When it came time for trial, Beuker testified that he did not know about the child porn, claimed someone must have downloaded it, or someone placed it on his system with a remote connection. It was left for the ICE unit to disprove his statements. In the end, Beuker was convicted of possessing 450 child pornography images and videos and sentenced to 18-months in prison.
BlackLight was a critical in this investigation; the .fseventsd feature was used to illustrate how the files in question were manipulated on the digital media. Additionally, using tools, including BlackLight, there were able to show almost all of the communications originated from the Beuker’s system, not from remote devices. Even more damning was ICE’s ability to prove Beuker had knowledge of the files in question. Beuker installed programs to delete files from his hard drive and to provide notifications when downloads were complete. Both of these programs Beuker admitted would only execute by user permission.

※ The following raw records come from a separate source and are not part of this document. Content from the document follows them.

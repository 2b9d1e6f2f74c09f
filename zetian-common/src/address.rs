use std::fmt::Display;

use mailparse::{MailAddr, SingleInfo};
use serde::{Deserialize, Serialize, de};

use crate::error::AddressError;

/// A single validated RFC 5321 mailbox.
///
/// Group syntax and empty address lists are rejected at construction, so an
/// `Address` always names exactly one mailbox.
#[derive(Clone, Debug, PartialEq, Eq)]
pub struct Address(SingleInfo);

impl Address {
    /// Parse one mailbox, accepting both `user@example.com` and
    /// `Display Name <user@example.com>` forms.
    pub fn parse(raw: &str) -> Result<Self, AddressError> {
        let raw = raw.trim();
        if raw.is_empty() {
            return Err(AddressError::Empty);
        }

        let mut parsed = mailparse::addrparse(raw)
            .map_err(|err| AddressError::Invalid(raw.to_string(), err.to_string()))?;

        if parsed.is_empty() {
            return Err(AddressError::Empty);
        }

        match parsed.remove(0) {
            MailAddr::Single(info) => Ok(Self(info)),
            MailAddr::Group(_) => Err(AddressError::Group(raw.to_string())),
        }
    }

    /// The bare `local@domain` form, without any display name.
    #[must_use]
    pub fn address(&self) -> &str {
        &self.0.addr
    }

    /// The part before the `@`, or the whole address when there is none.
    #[must_use]
    pub fn local_part(&self) -> &str {
        self.0
            .addr
            .rsplit_once('@')
            .map_or(self.0.addr.as_str(), |(local, _)| local)
    }

    /// The part after the last `@`, if any.
    #[must_use]
    pub fn domain(&self) -> Option<&str> {
        self.0.addr.rsplit_once('@').map(|(_, domain)| domain)
    }
}

impl Display for Address {
    fn fmt(&self, f: &mut std::fmt::Formatter<'_>) -> std::fmt::Result {
        f.write_str(&self.0.addr)
    }
}

impl TryFrom<&str> for Address {
    type Error = AddressError;

    fn try_from(value: &str) -> Result<Self, Self::Error> {
        Self::parse(value)
    }
}

impl Serialize for Address {
    fn serialize<S>(&self, serializer: S) -> Result<S::Ok, S::Error>
    where
        S: serde::Serializer,
    {
        serializer.serialize_str(self.address())
    }
}

impl<'de> Deserialize<'de> for Address {
    fn deserialize<D>(deserializer: D) -> Result<Self, D::Error>
    where
        D: serde::Deserializer<'de>,
    {
        struct Addr;

        impl de::Visitor<'_> for Addr {
            type Value = Address;

            fn expecting(&self, formatter: &mut std::fmt::Formatter) -> std::fmt::Result {
                formatter.write_str("an email address")
            }

            fn visit_str<E>(self, v: &str) -> Result<Self::Value, E>
            where
                E: serde::de::Error,
            {
                Address::parse(v)
                    .map_err(|_| de::Error::invalid_value(de::Unexpected::Str(v), &Self))
            }
        }

        deserializer.deserialize_str(Addr)
    }
}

While finding the evidence in this case was important, of equal importance was presenting the findings in court. A Sergeant in the ICE unit stated “what really did it for me was BlackLight allowed me to do in 2 days what it regularly took me 2 months to do back in 2013-15 with [other digital forensic software]. Not only did it help me interpret what I was looking at; it also created the report for me in an interface that a … judge could understand.” What became imminently clear from the .fseventsd was the tactic employed by Beuker when renaming child pornography files. As stated in Judge Sherman’s decision, “the Blacklight analysis showed that files within Danger Zone (Danger Zone is a DMG) were being manipulated in various ways including changing names.”
An explanation written in Judge Sherman’s decision specifically mentioned metadata that is shown in BlackLight. Using com.apple.quarantine, BlackLight showed the specific files in question were downloaded and quarantined, the existence of the files was acknowledged by the user before the download completed. This information positively showed Beuker’s knowledge of the files on his system.
Saskatoon Police Service did a remarkable job in bringing down a child pornography criminal. BlackLight aided in creating a picture of what happened on the system, how the user interacted with the files.
Analyzing .fseventsd and com.apple.quarantine artifacts showing how a user interacted with files.
Analysis of macOS artifacts to interpret user actions on the system
BlackLight parsed macOS artifacts not parsed and displayed by other forensic tools.
Using the macOS artifacts, evidence was provided during trail that the accused had knowledge of the files, and they were not placed on the system be a remote user.